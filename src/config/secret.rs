//! Secure credential handling using the secrecy crate
//!
//! Credentials loaded from configuration are wrapped in `Secret<T>` so
//! they are zeroed on drop, redacted in Debug output and only readable
//! through an explicit `expose_secret()` call.

use secrecy::{CloneableSecret, DebugSecret, Secret, SerializableSecret};
use serde::{Deserialize, Deserializer};
use zeroize::Zeroize;

/// Newtype wrapper for String that implements the traits Secret needs.
#[derive(Clone, Debug, Zeroize)]
#[zeroize(drop)]
pub struct SecretValue(String);

impl CloneableSecret for SecretValue {}
impl DebugSecret for SecretValue {}
impl SerializableSecret for SecretValue {}

impl SecretValue {
    pub fn as_str(&self) -> &str {
        &self.0
    }
}

impl From<String> for SecretValue {
    fn from(s: String) -> Self {
        SecretValue(s)
    }
}

impl From<&str> for SecretValue {
    fn from(s: &str) -> Self {
        SecretValue(s.to_string())
    }
}

impl serde::Serialize for SecretValue {
    fn serialize<S>(&self, serializer: S) -> Result<S::Ok, S::Error>
    where
        S: serde::Serializer,
    {
        serializer.serialize_str(&self.0)
    }
}

impl<'de> Deserialize<'de> for SecretValue {
    fn deserialize<D>(deserializer: D) -> Result<Self, D::Error>
    where
        D: Deserializer<'de>,
    {
        String::deserialize(deserializer).map(SecretValue)
    }
}

/// Secret string type used for all configured credentials.
pub type SecretString = Secret<SecretValue>;

/// Convenience constructor, mainly for tests and defaults.
pub fn secret(value: impl Into<String>) -> SecretString {
    Secret::new(SecretValue(value.into()))
}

= = =

PROBLEM DESCRIPTION: Your answer must consist of every line in the listing that contains "SecretString".

WRITTEN RESPONSE:
pub type SecretString = Secret<SecretValue>;
pub fn secret(value: impl Into<String>) -> SecretString {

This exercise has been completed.